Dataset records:
○ ○ ○ ○

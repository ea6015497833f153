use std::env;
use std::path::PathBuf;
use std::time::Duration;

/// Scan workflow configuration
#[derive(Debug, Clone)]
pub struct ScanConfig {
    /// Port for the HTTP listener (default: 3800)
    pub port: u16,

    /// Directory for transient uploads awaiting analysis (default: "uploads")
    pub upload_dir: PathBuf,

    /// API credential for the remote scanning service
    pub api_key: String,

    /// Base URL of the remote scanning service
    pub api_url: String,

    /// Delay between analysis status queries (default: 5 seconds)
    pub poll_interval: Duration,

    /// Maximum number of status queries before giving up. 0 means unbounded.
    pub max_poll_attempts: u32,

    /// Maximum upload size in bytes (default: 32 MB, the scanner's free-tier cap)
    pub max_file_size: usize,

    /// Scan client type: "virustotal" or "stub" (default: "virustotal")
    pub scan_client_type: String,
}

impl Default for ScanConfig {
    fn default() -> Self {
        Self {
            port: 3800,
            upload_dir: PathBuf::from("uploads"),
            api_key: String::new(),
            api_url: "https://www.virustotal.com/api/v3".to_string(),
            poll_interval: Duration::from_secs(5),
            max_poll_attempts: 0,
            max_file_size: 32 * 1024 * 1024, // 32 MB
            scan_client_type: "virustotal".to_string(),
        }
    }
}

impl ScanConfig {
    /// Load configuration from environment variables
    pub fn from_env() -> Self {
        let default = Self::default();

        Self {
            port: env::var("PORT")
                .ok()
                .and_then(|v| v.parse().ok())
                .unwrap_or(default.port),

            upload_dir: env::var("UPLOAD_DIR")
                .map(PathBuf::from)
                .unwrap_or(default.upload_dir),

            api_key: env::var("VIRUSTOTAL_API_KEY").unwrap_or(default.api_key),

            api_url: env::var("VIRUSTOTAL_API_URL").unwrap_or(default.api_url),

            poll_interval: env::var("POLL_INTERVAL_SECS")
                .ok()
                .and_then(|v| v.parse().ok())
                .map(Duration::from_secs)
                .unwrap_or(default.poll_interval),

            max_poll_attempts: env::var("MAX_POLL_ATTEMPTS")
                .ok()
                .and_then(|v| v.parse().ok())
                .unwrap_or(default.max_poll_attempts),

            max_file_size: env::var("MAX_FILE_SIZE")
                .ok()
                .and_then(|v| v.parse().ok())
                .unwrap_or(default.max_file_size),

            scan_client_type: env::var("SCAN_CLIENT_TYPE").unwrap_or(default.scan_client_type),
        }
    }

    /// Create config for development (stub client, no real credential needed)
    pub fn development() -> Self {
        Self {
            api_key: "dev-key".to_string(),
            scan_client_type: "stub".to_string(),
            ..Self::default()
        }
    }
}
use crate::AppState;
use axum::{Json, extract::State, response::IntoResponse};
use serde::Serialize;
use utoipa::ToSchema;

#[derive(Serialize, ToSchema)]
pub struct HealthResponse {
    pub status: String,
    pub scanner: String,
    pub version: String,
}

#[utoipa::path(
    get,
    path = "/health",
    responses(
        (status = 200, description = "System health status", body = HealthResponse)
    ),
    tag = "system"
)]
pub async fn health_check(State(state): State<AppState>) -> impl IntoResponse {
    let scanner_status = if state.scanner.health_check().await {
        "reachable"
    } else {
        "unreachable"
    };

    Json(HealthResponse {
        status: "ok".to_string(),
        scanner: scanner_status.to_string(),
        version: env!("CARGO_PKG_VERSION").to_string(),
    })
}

○ ○ ○ ○

### HOW TO COMPLETE THIS TASK
For this exercise, output exactly the lines above from the line with "real credential needed)" to the line with "use crate::AppState;", counting both, and leave out the rest.

### FINISHED EXERCISE
    /// Create config for development (stub client, no real credential needed)
    pub fn development() -> Self {
        Self {
            api_key: "dev-key".to_string(),
            scan_client_type: "stub".to_string(),
            ..Self::default()
        }
    }
}
use crate::AppState;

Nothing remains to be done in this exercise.